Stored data
--- START ---
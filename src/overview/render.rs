//! HTML rendering of the aggregated milestones through handlebars.

use std::fs;
use std::path::{Path, PathBuf};

use chrono::{DateTime, Utc};
use handlebars::Handlebars;
use serde_json::json;

use crate::error::{Error, Result};
use crate::models::AggregatedMilestone;

/// Name of the entry template.
pub const INDEX: &str = "index";

const TEMPLATE_SUFFIX: &str = ".html.hbs";
const BUILTIN_INDEX: &str = include_str!("../../templates/index.html.hbs");

/// Visual class for a label, as used by the page's stylesheet.
pub fn label_class(label: &str) -> &'static str {
    match label {
        "bug" => "danger",
        "enhancement" => "success",
        _ => "default",
    }
}

/// Human phrasing of the time left until `due`.
pub fn describe_due(due: DateTime<Utc>, now: DateTime<Utc>) -> String {
    let days = (due.date_naive() - now.date_naive()).num_days();
    match days {
        0 => "due today".to_string(),
        1 => "due tomorrow".to_string(),
        -1 => "overdue by 1 day".to_string(),
        d if d > 1 => format!("due in {} days", d),
        d => format!("overdue by {} days", -d),
    }
}

mod helpers {
    use chrono::{DateTime, Utc};
    use handlebars::{
        handlebars_helper, Context, Handlebars, Helper, HelperResult, Output, RenderContext,
    };

    use super::{describe_due, label_class};

    // An empty separator splits into characters, without empty ends.
    handlebars_helper!(split: |s: str, sep: str| {
        if sep.is_empty() {
            s.chars().map(String::from).collect::<Vec<String>>()
        } else {
            s.split(sep).map(str::to_owned).collect::<Vec<String>>()
        }
    });
    handlebars_helper!(label_class_helper: |label: str| label_class(label));
    handlebars_helper!(due_in: |due: str| match due.parse::<DateTime<Utc>>() {
        Ok(due) => describe_due(due, Utc::now()),
        Err(_) => due.to_string(),
    });

    pub fn now(
        _: &Helper,
        _: &Handlebars,
        _: &Context,
        _: &mut RenderContext,
        out: &mut dyn Output,
    ) -> HelperResult {
        out.write(&Utc::now().to_rfc3339())?;
        Ok(())
    }
}

#[derive(Debug, Clone, Default)]
pub struct Renderer {
    dir: Option<PathBuf>,
}

impl Renderer {
    /// Render with the template compiled into the binary.
    pub fn builtin() -> Self {
        Self { dir: None }
    }

    /// Render with the `*.html.hbs` files in `dir`, read again on every
    /// render. `index.html.hbs` is the entry point; the others are available
    /// as partials by their stem.
    pub fn from_dir(dir: impl Into<PathBuf>) -> Self {
        Self {
            dir: Some(dir.into()),
        }
    }

    fn registry(&self) -> Result<Handlebars<'static>> {
        let mut hb = Handlebars::new();
        hb.register_helper("split", Box::new(helpers::split));
        hb.register_helper("labelClass", Box::new(helpers::label_class_helper));
        hb.register_helper("dueIn", Box::new(helpers::due_in));
        hb.register_helper("now", Box::new(helpers::now));

        match &self.dir {
            Some(dir) => register_dir(&mut hb, dir)?,
            None => hb.register_template_string(INDEX, BUILTIN_INDEX)?,
        }
        Ok(hb)
    }

    /// Render the page for `repo`. The template sees `repo` and `milestones`.
    pub fn render(&self, repo: &str, milestones: &[AggregatedMilestone]) -> Result<Vec<u8>> {
        let hb = self.registry()?;
        let page = hb.render(
            INDEX,
            &json!({
                "repo": repo,
                "milestones": milestones,
            }),
        )?;
        Ok(page.into_bytes())
    }
}

fn register_dir(hb: &mut Handlebars<'static>, dir: &Path) -> Result<()> {
    let io_err = |source| Error::Io {
        path: dir.to_path_buf(),
        source,
    };
    for entry in fs::read_dir(dir).map_err(io_err)? {
        let path = entry.map_err(io_err)?.path();
        let Some(name) = path
            .file_name()
            .and_then(|n| n.to_str())
            .and_then(|n| n.strip_suffix(TEMPLATE_SUFFIX))
        else {
            continue;
        };
        let source = fs::read_to_string(&path).map_err(|source| Error::Io {
            path: path.clone(),
            source,
        })?;
        hb.register_template_string(name, source)?;
    }
    Ok(())
}
//! Domain models for the overview page.
//!
//! [`Milestone`] and [`Issue`] mirror the tracker's JSON. They are rebuilt on
//! every refresh and never persisted.
//!
//! [`AggregatedMilestone`] is what the page template sees: one milestone with
//! the issues that belong to it.

mod issue;
mod milestone;

pub use issue::*;
pub use milestone::*;

use serde::{Deserialize, Serialize};

/// A milestone together with its issues, sorted by title.
///
/// Every issue's `milestone.number` equals `milestone.number`.
#[derive(Debug, Clone, Serialize, Deserialize)]
pub struct AggregatedMilestone {
    #[serde(flatten)]
    pub milestone: Milestone,
    pub issues: Vec<Issue>,
}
--- END ---
## Task brief
Please show the lines in the entries above that hold the string "const".

## Result for this exercise
pub const INDEX: &str = "index";
const TEMPLATE_SUFFIX: &str = ".html.hbs";
const BUILTIN_INDEX: &str = include_str!("../../templates/index.html.hbs");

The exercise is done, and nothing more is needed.